What allowed me to quit my job to try being a full-time cartoonist was drawing a graphic novel for First Second called The Silence of Our Friends, which revolved around writer Mark Long’s life growing up outside of Houston in the sixties, set against the backdrop of a forgotten moment in the civil rights movement. I consider my work on The Silence of Our Friends as a boot camp for the March process, especially the reference and research, and issues of authorship, voice and privilege that went into working on March
Andrew Aydin, the March co-writer, was a staffer for Congressman Lewis. They’d been working on the script for a couple of years. They cut a deal with Top Shelf to publish March, but with no artist. Chris Staros from Top Shelf called me up about a week later and suggested that I try out. One reason was because of my previous work blending fiction and nonfiction. I had done a little bit of it in short-form comics, journalism and nonfiction work for Brendan Burford’s Syncopated anthology.
KEITH: He was also the editor at King Features Syndicate.
NATE: Yes, and a real gem of a person. I did some demo pages from the script, and very quickly we realized that we clicked well together. I’m also a Southerner; as a kid, I lived in Montgomery, Alabama. My parents are from Mississippi. So it was very important that I had a lot of cultural and historical familiarity but also topographical familiarity, in terms of what kind of dirt, what kind of


roads, and what kinds of plant life.
One reason why they wanted me to draw the March trilogy was because of my ability to balance this dreamy, intuitive, very personal kind of storytelling with a more objective, realistic, cartooning approach. So whenever I could, I was encouraged to lean on my own experiences and memories of living in the South in the eighties and nineties, especially watching these social and political shifts, which foreshadowed this dangerous return of very regressive outright fascism in the 2020s.
KEITH: My parents are also from the South, and I relate to that, too, in terms of my legacy. They got the hell out of there in the sixties, when they saw their friends become fascists.
A lot of people don’t realize that one of the reasons John Lewis got into the civil rights movement was because of a comic, right? The Montgomery Story And it seems like your covers, and the color choices were emulating The Montgomery Story
NATE: Yes, Martin Luther King and the Montgomery Story was the impetus for March. It was this 1957 comic that teenage John Lewis used as a training primer in nonviolence workshops in Nashville. Dr. King and other early nonviolence leaders distributed the comic out of the trunks of their cars and in church basements during training sessions. It directly impacted not only the civil rights movement but also a variety of justice, equality and pro-democracy movements throughout the world, like Cesar Chavez’s labor movement…. It even had bootleg translations in Arabic and Farsi during the lead up to the Arab Spring in 2010 and 2011. It has a fascinating history of its own, and that history is still alive.

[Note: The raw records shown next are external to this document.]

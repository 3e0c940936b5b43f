//! Registry data model.

use chrono::{DateTime, Utc};
use serde::{Deserialize, Serialize};
use serde_json::Value;
use sha2::{Digest, Sha256};
use std::collections::HashMap;

use crate::protocol::{normalize_url, AgentCard, Capability};

const AGENT_ID_PREFIX: &str = "agent-";
const AGENT_ID_HEX_LEN: usize = 32;

/// Deterministic agent id: `agent-` + first 32 hex chars of sha256(normalized url)
pub fn agent_id(url: &str) -> String {
    let normalized = normalize_url(url);
    let digest = Sha256::digest(normalized.as_bytes());
    let hex = hex::encode(digest);
    format!("{}{}", AGENT_ID_PREFIX, &hex[..AGENT_ID_HEX_LEN])
}

/// Availability of a registered agent
#[derive(Debug, Clone, Copy, PartialEq, Eq, Hash, Serialize, Deserialize)]
#[serde(rename_all = "lowercase")]
pub enum AgentStatus {
    Active,
    Unhealthy,
    Error,
}

impl AgentStatus {
    pub fn is_active(&self) -> bool {
        matches!(self, AgentStatus::Active)
    }
}

impl std::fmt::Display for AgentStatus {
    fn fmt(&self, f: &mut std::fmt::Formatter<'_>) -> std::fmt::Result {
        match self {
            AgentStatus::Active => write!(f, "active"),
            AgentStatus::Unhealthy => write!(f, "unhealthy"),
            AgentStatus::Error => write!(f, "error"),
        }
    }
}

/// Identity and capability snapshot of a remote agent
#[derive(Debug, Clone, PartialEq, Serialize, Deserialize)]
pub struct AgentRecord {
    pub id: String,
    /// Normalized base URL the agent was registered under
    pub url: String,
    pub name: String,
    pub version: String,
    pub description: String,
    pub capabilities: Vec<Capability>,
    pub status: AgentStatus,
    pub last_seen: DateTime<Utc>,
    pub registered_at: DateTime<Utc>,
    pub metadata: HashMap<String, Value>,
    /// Card the record was built from, used for endpoint resolution on dispatch
    pub card: AgentCard,
    /// Insertion order, stable across re-registration
    #[serde(skip)]
    pub(crate) seq: u64,
}

impl AgentRecord {
    pub(crate) fn from_card(url: &str, card: AgentCard, seq: u64) -> Self {
        let now = Utc::now();
        let url = normalize_url(url);
        Self {
            id: agent_id(&url),
            name: card.name.clone(),
            version: card.version.clone(),
            description: card.description.clone().unwrap_or_default(),
            capabilities: card.capabilities.clone(),
            status: AgentStatus::Active,
            last_seen: now,
            registered_at: now,
            metadata: card.metadata.clone(),
            card,
            url,
            seq,
        }
    }

    /// Case-insensitive exact match on capability names
    pub fn has_capability(&self, name: &str) -> bool {
        self.capabilities
            .iter()
            .any(|c| c.name.eq_ignore_ascii_case(name))
    }

    /// Move `last_seen` forward, never backward
    pub(crate) fn touch(&mut self, at: DateTime<Utc>) {
        if at > self.last_seen {
            self.last_seen = at;
        }
    }
}

/// Collaborator-facing result of a registration attempt
#[derive(Debug, Clone, PartialEq, Serialize, Deserialize)]
pub struct RegistrationResponse {
    pub success: bool,
    pub agent_id: String,
    pub message: String,
    #[serde(default, skip_serializing_if = "Option::is_none")]
    pub card: Option<AgentCard>,
}

/// Registry counters
#[derive(Debug, Clone, Default, PartialEq, Serialize, Deserialize)]
pub struct RegistryStats {
    pub total: usize,
    pub active: usize,
    pub unhealthy: usize,
    /// Keyed by lowercased capability name, matching `find_by_capability`
    pub per_capability_counts: HashMap<String, usize>,
}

One of the big reasons why March happened was because John Lewis told Andrew about this comic’s role in his legacy and how baffled he was that this




level of significance would essentially be relegated to obscurity.
KEITH: It’s really well written, and drawn, I think, by an anonymous illustrator.

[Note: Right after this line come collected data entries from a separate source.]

//! Per-agent in-flight dispatch counters.

use dashmap::DashMap;
use std::collections::HashMap;
use std::sync::Arc;

/// Count of in-flight dispatches per agent id.
///
/// Counters only move through [`LoadGuard`], so every increment is paired
/// with exactly one decrement, including on early return and unwinding.
/// Agents with nothing in flight have no entry.
#[derive(Debug, Clone, Default)]
pub struct LoadTracker {
    counts: Arc<DashMap<String, usize>>,
}

impl LoadTracker {
    pub fn new() -> Self {
        Self::default()
    }

    /// Increment `agent_id`'s counter until the returned guard drops
    pub fn acquire(&self, agent_id: &str) -> LoadGuard {
        *self.counts.entry(agent_id.to_string()).or_insert(0) += 1;
        LoadGuard {
            counts: Arc::clone(&self.counts),
            agent_id: agent_id.to_string(),
        }
    }

    pub fn load(&self, agent_id: &str) -> usize {
        self.counts.get(agent_id).map(|c| *c).unwrap_or(0)
    }

    pub fn snapshot(&self) -> HashMap<String, usize> {
        self.counts
            .iter()
            .map(|entry| (entry.key().clone(), *entry.value()))
            .collect()
    }
}

#[must_use = "the load counter is released as soon as the guard drops"]
#[derive(Debug)]
pub struct LoadGuard {
    counts: Arc<DashMap<String, usize>>,
    agent_id: String,
}

impl Drop for LoadGuard {
    fn drop(&mut self) {
        if let Some(mut count) = self.counts.get_mut(&self.agent_id) {
            *count = count.saturating_sub(1);
        }
        // re-checked under the shard lock, so a concurrent acquire keeps its entry
        self.counts.remove_if(&self.agent_id, |_, count| *count == 0);
    }
}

NATE: Andrew did his graduate thesis at Georgetown on that comic, and in 2018, he actually had a face-to-face meeting at Dragon Con with cartoonist Sy Barry and confirmed that he was, in fact, the artist on the book. But it was a Silver Age book, and oftentimes creators were entirely uncredited.
KEITH: Now March is read all around the world and is on so many syllabi in high schools and colleges. It’s so neat to see March on bookshelves behind people talking on MSNBC. At the Lucas Museum of Narrative Art, I had a meeting with Judy Baca, the great Latinx muralist. I walked in and turned the corner, and behind her desk, she had a blow-up of one of the pages from March
NATE: A county defender in Minnesota used March: Book One to be sworn into office just this year.
KEITH: I had Art Spiegelman and Françoise Mouly come to talk to my students at USC about the subversive power of comics and to talk about Maus [Spiegelman] realized it’s so important to keep talking about it because we have
to convince 40% of America that Nazis are real, and they exist and they are evil. And they’re in America.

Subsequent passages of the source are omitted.